Discussion in 'Organic Lawn Care' started by DeepGreenLawn, Aug 30, 2008.

  1. DeepGreenLawn

    DeepGreenLawn LawnSite Silver Member
    Posts: 2,372

    This is an interesting one for you...

    Gave an estimate yesterday to some people that had horses. They asked what would be a proper plant/grass that the horses could eat that would be most beneficial to them nutrient wise and such. Said there was a lot of bermuda out there that they were told to keep for erosion but wanted to know if there was something else the horses could eat that would benefit their health.

    I told them that I would look into it...
     
  2. Kiril

    Kiril LawnSite Fanatic
    Posts: 18,298

    Don't depend on grazing to nourish your horses.
     
  3. DeepGreenLawn

    DeepGreenLawn LawnSite Silver Member
    Posts: 2,372

    Yeah, I figured that... however I didn't see any barns around either, I believe there were 3 horses, the area wasn't dirt and no grass, a lot of bermuda and a lot of weeds, looked like they stayed out there. A lot of people have them graze here until winter and then feed hay.

    I am not a horse person, but there are a lot around, and she asked, I try to respond. I am researching on it right now...
     
  4. Tim Wilson

    Tim Wilson LawnSite Senior Member
    Posts: 795

    Our horses have thrived on graze for 23 years without a problem. Very occasionally we feed oats a quart at a time on very cold days (e.g. -10 to -20). We bought a ton of oats in 2000 and still have lots left.

    A good mix for horses is Timothy, Alfalfa, Fescue, Red Clover. This mix is practically self sustaining nutrient wise as the Alfalfa & Red Clover release excess nutrients to the Timothy & Fescue. Reed Canary grass is okay too.

    All that hay is, is the above cut, dried and baled.

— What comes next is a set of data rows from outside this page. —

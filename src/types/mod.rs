// SPDX-FileCopyrightText: 2025 Semiotic AI, Inc.
//
// SPDX-License-Identifier: Apache-2.0

//! Strong types for type safety across unitswap.
//!
//! This module provides newtype wrappers for the values a transaction draft carries:
//! - Unit symbols (network unit vs. token symbols)
//! - Token amounts, decimals and metadata
//! - Native currency amounts in wei
//! - User-editable draft fields and the transaction meta record they form

pub mod fields;
pub mod meta;
pub mod tokens;
pub mod unit;
pub mod wei;

// Note: Public types are re-exported from lib.rs, not here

    horse boarding available.jpg
     
  5. DeepGreenLawn

    DeepGreenLawn LawnSite Silver Member
    Posts: 2,372

    Thanks,

    I love that horse! That is a big ole boy!

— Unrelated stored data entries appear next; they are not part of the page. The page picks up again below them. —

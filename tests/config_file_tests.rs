// SPDX-FileCopyrightText: 2025 Semiotic AI, Inc.
//
// SPDX-License-Identifier: Apache-2.0

//! Tests for loading configuration from disk

use std::io::Write;

use anyhow::Result;
use unitswap::{ConfigError, TokenResolver, Unit, UnitSwapConfig};

#[test]
fn test_load_config_with_custom_network_and_token() -> Result<()> {
    let mut file = tempfile::NamedTempFile::new()?;
    write!(
        file,
        r#"{{
            "custom_networks": {{
                "local": {{
                    "id": "local",
                    "chain_id": 1337,
                    "name": "Local",
                    "unit": "LOC",
                    "is_custom": true
                }}
            }},
            "custom_tokens": [
                {{
                    "symbol": "TKN",
                    "address": "0x2222222222222222222222222222222222222222",
                    "decimal": 8
                }}
            ]
        }}"#
    )?;

    let mut config = UnitSwapConfig::from_json_file(file.path())?;
    assert_eq!(config.network.unit, Unit::new("ETH"));
    assert_eq!(config.native_gas_limit, 21_000);

    let token = config
        .token_registry()
        .resolve(&Unit::new("TKN"))
        .expect("custom token should resolve");
    assert_eq!(token.decimal.as_u8(), 8);

    config.select_custom_network("local")?;
    assert!(config.network.is_network_unit(&Unit::new("LOC")));
    Ok(())
}

#[test]
fn test_missing_file_is_io_error() {
    let dir = tempfile::tempdir().unwrap();
    let err = UnitSwapConfig::from_json_file(dir.path().join("missing.json")).unwrap_err();
    assert!(matches!(err, ConfigError::Io { .. }));
}

#[test]
fn test_malformed_file_is_parse_error() -> Result<()> {
    let mut file = tempfile::NamedTempFile::new()?;
    write!(file, "{{ \"native_gas_limit\": \"lots\" }}")?;

    let err = UnitSwapConfig::from_json_file(file.path()).unwrap_err();
    assert!(matches!(err, ConfigError::Parse { .. }));
    Ok(())
}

    Are those all cool season or will they work with our heat? Or do they kind of transition in and out?

    Great scenery too!
     
  6. Kiril

    Kiril LawnSite Fanatic
    Posts: 18,298

    Growing up, we feed ours oats daily with hay, grazing was a bonus. :)

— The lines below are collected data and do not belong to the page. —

// SPDX-FileCopyrightText: 2025 Semiotic AI, Inc.
//
// SPDX-License-Identifier: Apache-2.0

//! Error types for unit swaps.
//!
//! This module provides the fatal error of the `swap` module. Everything else a
//! unit swap can run into (an invalid amount, a native-to-native no-op) ends in an
//! empty outcome instead of an error.

use crate::Unit;

/// Errors that halt a unit swap.
///
/// When one of these is returned no command has been emitted and no draft field
/// has been touched.
///
/// # Examples
///
/// ```rust,ignore
/// use unitswap::{SwapError, UnitChanged};
///
/// match coordinator.handle_unit_change(&UnitChanged::new("TKN2"), &ctx) {
///     Ok(outcome) => draft.apply(outcome),
///     Err(SwapError::TokenNotFound { unit }) => {
///         eprintln!("{unit} is not a known token on this network");
///     }
/// }
/// ```
#[derive(Debug, Clone, PartialEq, Eq, thiserror::Error)]
pub enum SwapError {
    /// The newly selected unit is not the network unit and no token metadata
    /// exists for it.
    ///
    /// Proceeding would encode a transfer against an unknown contract with an
    /// unknown precision, so the swap stops here.
    #[error("Could not find token during unit swap: {unit}")]
    TokenNotFound {
        /// The unit that failed to resolve
        unit: Unit,
    },
}

impl SwapError {
    /// Create a `TokenNotFound` error for a unit.
    pub fn token_not_found(unit: impl Into<Unit>) -> Self {
        SwapError::TokenNotFound { unit: unit.into() }
    }
}
// SPDX-FileCopyrightText: 2025 Semiotic AI, Inc.
//
// SPDX-License-Identifier: Apache-2.0

//! The transaction record kept consistent across unit swaps

use alloy_primitives::Address;
use serde::{Deserialize, Serialize};

use crate::{decode_transfer, AddressField, AmountField, DataField, TokenDecimals};

/// Monetary and recipient fields of a transaction draft
///
/// `to`, `value` and `data` describe the literal on-chain call. `token_value`
/// and `token_to` describe the logical token-level amount and recipient when a
/// token is the active unit. For a token transfer both views agree:
///
/// - `to.value` is the token contract address
/// - `data` is a `transfer(token_to.value, token_value.value)` call
/// - `value.value` is zero (no ether moves)
///
/// `decimal` is the precision of the active unit.
#[derive(Debug, Clone, PartialEq, Eq, Serialize, Deserialize)]
pub struct TransactionMeta {
    /// Call target: recipient for ether sends, token contract for token sends
    pub to: AddressField,
    /// Ether amount in wei
    pub value: AmountField,
    /// Call data
    pub data: DataField,
    /// Token amount in the token's smallest denomination
    pub token_value: AmountField,
    /// Token recipient
    pub token_to: AddressField,
    /// Decimal precision of the active unit
    pub decimal: TokenDecimals,
}

impl TransactionMeta {
    /// Empty draft fields for a network whose unit has `decimal` precision
    pub fn new(decimal: TokenDecimals) -> Self {
        Self {
            to: AddressField::default(),
            value: AmountField::default(),
            data: DataField::default(),
            token_value: AmountField::default(),
            token_to: AddressField::default(),
            decimal,
        }
    }

    /// Check that the literal call agrees with the logical token transfer
    ///
    /// Returns `true` when `data` decodes to a transfer of `token_value` to
    /// `token_to` (an unset recipient encodes as the zero address) and no ether
    /// moves alongside it.
    pub fn is_consistent_token_transfer(&self) -> bool {
        let Ok((recipient, amount)) = decode_transfer(&self.data.value) else {
            return false;
        };
        let expected_recipient = self.token_to.value.unwrap_or(Address::ZERO);
        recipient == expected_recipient
            && amount == self.token_value.amount_or_zero()
            && self.value.amount_or_zero().is_zero()
    }
}

impl Default for TransactionMeta {
    fn default() -> Self {
        Self::new(TokenDecimals::NATIVE)
    }
}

    Tim, where is the grass. ;)
     
  7. Tim Wilson

    Tim Wilson LawnSite Senior Member
    Posts: 795

    In the next pasture over. See 'Any Pics' thread and the photo below. Am important point is that you need about 2 acres per horse minimum unless you irrigate and rotate pasture area intensely.

    Across Hayfield N.JPG
     
  8. Tim Wilson

    Tim Wilson LawnSite Senior Member
    Posts: 795

    He is a Belgian. In summer it gets over 100 degrees here a lot. I took another look at the photo and realize it is early spring before the leaves have come back and the grass started so I guess my post to Kiril is a bit of a lie.:confused:
     
  9. DeepGreenLawn

    DeepGreenLawn LawnSite Silver Member
    Posts: 2,372

    I thought it looked like he still had a winter coat going?

    I doubt these people have 2 acres per horse but I don't know, I was there late at the day and we talked alot at the house so I didn't really get a chance to look around. When I left I was more focused on the road and my GPS as I was trying to get to the poker game that was starting when I left the property.
     
  10. Kiril

    Kiril LawnSite Fanatic
    Posts: 18,298

    I worked for a guy when I was in HS who raised Belgians for breeding and competition. Either that is a very young/small Belgian, or you are one tall dude.

    Good point to raise about acreage. Real easy to overgraze, which leads to all kinds of problems. This was the reason for our horses only getting "bonus" grazing.